> _Task_
In the entries below, filter for the word "lower" and copy every matching line.

(Records from a collection)

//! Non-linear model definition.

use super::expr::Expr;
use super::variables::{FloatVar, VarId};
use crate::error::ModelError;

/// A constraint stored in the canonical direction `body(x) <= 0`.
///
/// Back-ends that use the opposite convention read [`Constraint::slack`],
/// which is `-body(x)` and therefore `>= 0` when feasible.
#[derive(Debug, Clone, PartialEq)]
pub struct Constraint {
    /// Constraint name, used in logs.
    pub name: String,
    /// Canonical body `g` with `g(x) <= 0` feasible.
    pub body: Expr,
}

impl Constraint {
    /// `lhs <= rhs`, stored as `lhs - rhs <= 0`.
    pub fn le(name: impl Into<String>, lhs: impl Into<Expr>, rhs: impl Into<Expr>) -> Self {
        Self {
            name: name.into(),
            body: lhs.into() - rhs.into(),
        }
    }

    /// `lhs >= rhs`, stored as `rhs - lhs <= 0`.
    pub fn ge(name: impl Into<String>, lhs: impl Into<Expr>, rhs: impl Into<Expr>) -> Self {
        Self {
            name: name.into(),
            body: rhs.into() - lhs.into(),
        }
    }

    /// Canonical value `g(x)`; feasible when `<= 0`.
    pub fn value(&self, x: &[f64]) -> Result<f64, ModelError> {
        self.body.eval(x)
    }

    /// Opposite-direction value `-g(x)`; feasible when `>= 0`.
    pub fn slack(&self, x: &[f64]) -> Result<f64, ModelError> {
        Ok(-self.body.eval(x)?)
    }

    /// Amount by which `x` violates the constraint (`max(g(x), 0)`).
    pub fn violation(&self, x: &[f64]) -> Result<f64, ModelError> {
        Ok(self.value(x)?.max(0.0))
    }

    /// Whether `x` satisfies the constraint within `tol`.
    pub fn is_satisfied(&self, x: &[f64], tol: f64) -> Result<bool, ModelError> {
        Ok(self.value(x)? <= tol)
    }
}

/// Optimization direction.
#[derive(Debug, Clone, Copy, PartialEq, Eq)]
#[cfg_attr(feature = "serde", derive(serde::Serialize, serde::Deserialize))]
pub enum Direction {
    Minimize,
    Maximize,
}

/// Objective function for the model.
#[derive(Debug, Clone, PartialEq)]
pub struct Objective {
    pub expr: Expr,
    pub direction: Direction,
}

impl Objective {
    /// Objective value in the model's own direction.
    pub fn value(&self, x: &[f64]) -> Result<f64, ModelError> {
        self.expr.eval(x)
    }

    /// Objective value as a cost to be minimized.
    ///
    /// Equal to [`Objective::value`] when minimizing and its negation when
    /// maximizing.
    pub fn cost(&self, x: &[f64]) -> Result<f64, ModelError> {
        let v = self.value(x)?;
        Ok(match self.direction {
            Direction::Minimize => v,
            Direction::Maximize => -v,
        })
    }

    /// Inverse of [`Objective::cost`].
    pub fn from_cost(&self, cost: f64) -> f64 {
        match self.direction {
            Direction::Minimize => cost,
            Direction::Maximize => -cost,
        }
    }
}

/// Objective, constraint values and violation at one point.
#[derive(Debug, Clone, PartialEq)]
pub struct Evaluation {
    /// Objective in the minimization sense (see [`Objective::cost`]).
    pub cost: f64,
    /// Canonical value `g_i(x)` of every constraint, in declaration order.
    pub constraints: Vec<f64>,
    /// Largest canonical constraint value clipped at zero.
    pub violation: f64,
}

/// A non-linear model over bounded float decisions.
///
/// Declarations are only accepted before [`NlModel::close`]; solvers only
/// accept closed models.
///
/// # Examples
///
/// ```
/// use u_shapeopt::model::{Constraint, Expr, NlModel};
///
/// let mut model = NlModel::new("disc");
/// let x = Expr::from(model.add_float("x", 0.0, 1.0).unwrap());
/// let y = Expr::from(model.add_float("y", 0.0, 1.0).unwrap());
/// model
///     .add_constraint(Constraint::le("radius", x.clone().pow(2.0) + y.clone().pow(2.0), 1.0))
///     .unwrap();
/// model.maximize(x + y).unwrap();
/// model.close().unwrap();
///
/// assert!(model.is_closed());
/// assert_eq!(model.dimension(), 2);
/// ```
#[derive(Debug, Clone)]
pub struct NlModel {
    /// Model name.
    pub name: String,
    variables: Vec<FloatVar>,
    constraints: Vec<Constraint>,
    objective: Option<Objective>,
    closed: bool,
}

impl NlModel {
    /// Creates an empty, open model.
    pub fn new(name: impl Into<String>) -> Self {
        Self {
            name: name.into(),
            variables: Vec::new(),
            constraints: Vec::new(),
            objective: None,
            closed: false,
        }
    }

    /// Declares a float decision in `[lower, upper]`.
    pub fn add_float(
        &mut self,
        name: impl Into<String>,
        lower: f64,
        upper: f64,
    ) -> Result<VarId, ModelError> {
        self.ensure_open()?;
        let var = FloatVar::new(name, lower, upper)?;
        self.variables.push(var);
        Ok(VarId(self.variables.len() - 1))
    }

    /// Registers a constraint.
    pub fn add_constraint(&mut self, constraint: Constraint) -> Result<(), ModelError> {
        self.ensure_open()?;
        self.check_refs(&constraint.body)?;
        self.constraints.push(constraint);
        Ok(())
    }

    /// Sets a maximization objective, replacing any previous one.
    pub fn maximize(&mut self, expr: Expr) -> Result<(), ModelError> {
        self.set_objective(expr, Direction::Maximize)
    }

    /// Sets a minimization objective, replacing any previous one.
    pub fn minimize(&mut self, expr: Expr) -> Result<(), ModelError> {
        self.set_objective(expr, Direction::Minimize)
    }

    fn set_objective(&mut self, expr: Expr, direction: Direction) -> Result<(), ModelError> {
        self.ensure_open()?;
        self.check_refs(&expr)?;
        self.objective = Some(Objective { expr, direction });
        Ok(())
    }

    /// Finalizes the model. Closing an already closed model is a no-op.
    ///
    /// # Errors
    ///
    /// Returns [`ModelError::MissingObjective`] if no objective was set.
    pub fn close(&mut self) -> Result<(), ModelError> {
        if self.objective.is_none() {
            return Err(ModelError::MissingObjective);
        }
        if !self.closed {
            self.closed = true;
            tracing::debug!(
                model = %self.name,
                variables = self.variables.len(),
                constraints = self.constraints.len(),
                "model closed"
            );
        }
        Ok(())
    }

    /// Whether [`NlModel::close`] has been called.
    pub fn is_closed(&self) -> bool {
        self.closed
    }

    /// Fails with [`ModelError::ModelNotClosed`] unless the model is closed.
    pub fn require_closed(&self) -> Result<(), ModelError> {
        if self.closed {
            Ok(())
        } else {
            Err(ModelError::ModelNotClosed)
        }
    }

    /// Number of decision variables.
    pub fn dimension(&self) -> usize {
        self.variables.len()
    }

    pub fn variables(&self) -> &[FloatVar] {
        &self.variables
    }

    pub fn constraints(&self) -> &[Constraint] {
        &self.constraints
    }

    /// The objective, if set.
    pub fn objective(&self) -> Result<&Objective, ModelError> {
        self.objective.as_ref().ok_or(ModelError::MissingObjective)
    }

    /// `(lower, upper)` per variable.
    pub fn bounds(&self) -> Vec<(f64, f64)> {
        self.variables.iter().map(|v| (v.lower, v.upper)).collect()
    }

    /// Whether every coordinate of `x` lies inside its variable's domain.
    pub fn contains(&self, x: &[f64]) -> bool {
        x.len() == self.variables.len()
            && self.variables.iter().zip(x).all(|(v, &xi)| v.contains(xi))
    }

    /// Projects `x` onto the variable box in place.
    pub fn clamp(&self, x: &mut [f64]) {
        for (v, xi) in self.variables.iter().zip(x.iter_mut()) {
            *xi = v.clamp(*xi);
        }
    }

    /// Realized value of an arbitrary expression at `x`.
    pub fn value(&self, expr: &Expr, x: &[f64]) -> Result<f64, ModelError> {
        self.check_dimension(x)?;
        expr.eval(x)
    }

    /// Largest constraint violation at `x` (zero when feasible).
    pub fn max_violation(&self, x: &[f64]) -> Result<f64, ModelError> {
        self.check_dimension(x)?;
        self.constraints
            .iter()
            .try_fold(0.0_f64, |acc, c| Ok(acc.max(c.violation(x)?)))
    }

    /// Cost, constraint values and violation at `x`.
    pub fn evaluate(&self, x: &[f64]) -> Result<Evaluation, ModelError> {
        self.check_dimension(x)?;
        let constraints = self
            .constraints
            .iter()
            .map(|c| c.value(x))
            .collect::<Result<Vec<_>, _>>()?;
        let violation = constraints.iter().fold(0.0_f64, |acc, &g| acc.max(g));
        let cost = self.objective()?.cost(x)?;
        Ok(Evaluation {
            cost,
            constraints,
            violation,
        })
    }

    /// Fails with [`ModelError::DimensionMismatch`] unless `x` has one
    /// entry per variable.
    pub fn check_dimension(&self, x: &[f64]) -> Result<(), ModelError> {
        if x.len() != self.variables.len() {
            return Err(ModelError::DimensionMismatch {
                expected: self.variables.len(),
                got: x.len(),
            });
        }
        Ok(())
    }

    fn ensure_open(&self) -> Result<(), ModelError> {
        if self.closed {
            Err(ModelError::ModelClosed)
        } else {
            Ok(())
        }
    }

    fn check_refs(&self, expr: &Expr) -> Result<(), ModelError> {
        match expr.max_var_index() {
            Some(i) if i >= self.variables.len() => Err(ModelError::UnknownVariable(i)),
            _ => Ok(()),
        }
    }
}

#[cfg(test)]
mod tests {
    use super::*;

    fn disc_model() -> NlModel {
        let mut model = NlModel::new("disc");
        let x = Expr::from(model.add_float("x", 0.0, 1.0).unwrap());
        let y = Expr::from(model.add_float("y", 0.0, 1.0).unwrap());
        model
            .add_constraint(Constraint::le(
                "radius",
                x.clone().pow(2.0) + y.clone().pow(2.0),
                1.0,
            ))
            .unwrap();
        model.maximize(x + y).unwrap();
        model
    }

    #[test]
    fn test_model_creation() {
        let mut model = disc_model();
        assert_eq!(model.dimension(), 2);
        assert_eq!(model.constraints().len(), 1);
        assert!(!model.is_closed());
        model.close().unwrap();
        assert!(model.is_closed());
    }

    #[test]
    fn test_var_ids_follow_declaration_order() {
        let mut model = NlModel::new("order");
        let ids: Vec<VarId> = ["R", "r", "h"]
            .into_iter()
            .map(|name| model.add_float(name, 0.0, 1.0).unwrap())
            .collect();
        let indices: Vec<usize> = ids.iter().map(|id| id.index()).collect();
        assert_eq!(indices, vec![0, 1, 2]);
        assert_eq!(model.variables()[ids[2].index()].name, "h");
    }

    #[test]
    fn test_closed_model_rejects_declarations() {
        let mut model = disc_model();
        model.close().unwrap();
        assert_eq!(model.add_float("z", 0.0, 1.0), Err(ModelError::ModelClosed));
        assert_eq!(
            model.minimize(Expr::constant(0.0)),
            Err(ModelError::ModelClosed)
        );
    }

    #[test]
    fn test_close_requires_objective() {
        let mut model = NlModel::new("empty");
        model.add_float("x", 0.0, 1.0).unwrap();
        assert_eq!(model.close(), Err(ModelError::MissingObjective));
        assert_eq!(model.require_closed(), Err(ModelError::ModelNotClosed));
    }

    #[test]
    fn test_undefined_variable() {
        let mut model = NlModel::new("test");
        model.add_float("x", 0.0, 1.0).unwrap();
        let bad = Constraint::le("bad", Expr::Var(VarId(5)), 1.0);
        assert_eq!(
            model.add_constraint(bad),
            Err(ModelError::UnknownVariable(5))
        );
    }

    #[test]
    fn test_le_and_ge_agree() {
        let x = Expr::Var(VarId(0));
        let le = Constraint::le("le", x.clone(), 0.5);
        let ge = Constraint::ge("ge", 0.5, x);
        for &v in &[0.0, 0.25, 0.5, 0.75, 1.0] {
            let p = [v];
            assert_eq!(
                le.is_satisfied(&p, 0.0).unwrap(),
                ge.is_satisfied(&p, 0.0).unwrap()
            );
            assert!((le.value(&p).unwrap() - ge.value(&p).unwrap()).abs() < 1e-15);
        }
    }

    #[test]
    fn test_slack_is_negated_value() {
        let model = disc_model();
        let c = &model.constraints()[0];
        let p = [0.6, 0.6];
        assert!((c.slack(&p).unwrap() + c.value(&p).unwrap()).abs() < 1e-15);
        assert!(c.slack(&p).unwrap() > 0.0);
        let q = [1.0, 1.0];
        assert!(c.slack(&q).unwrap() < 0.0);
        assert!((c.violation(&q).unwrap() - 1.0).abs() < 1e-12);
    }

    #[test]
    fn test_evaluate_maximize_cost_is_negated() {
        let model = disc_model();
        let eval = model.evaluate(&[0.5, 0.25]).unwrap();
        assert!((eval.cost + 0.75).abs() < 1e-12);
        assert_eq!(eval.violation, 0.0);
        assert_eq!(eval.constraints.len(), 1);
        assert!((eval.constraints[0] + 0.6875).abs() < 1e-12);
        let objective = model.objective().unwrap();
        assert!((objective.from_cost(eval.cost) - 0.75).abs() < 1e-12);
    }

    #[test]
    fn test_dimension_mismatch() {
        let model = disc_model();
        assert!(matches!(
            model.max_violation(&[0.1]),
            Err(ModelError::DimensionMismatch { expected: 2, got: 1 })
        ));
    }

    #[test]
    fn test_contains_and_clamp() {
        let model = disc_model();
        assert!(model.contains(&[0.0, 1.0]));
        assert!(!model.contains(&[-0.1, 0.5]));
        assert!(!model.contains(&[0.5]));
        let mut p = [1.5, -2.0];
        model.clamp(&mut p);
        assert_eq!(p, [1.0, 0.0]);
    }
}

> _The completed task_
    /// Declares a float decision in `[lower, upper]`.
        lower: f64,
        let var = FloatVar::new(name, lower, upper)?;
    /// `(lower, upper)` per variable.
        self.variables.iter().map(|v| (v.lower, v.upper)).collect()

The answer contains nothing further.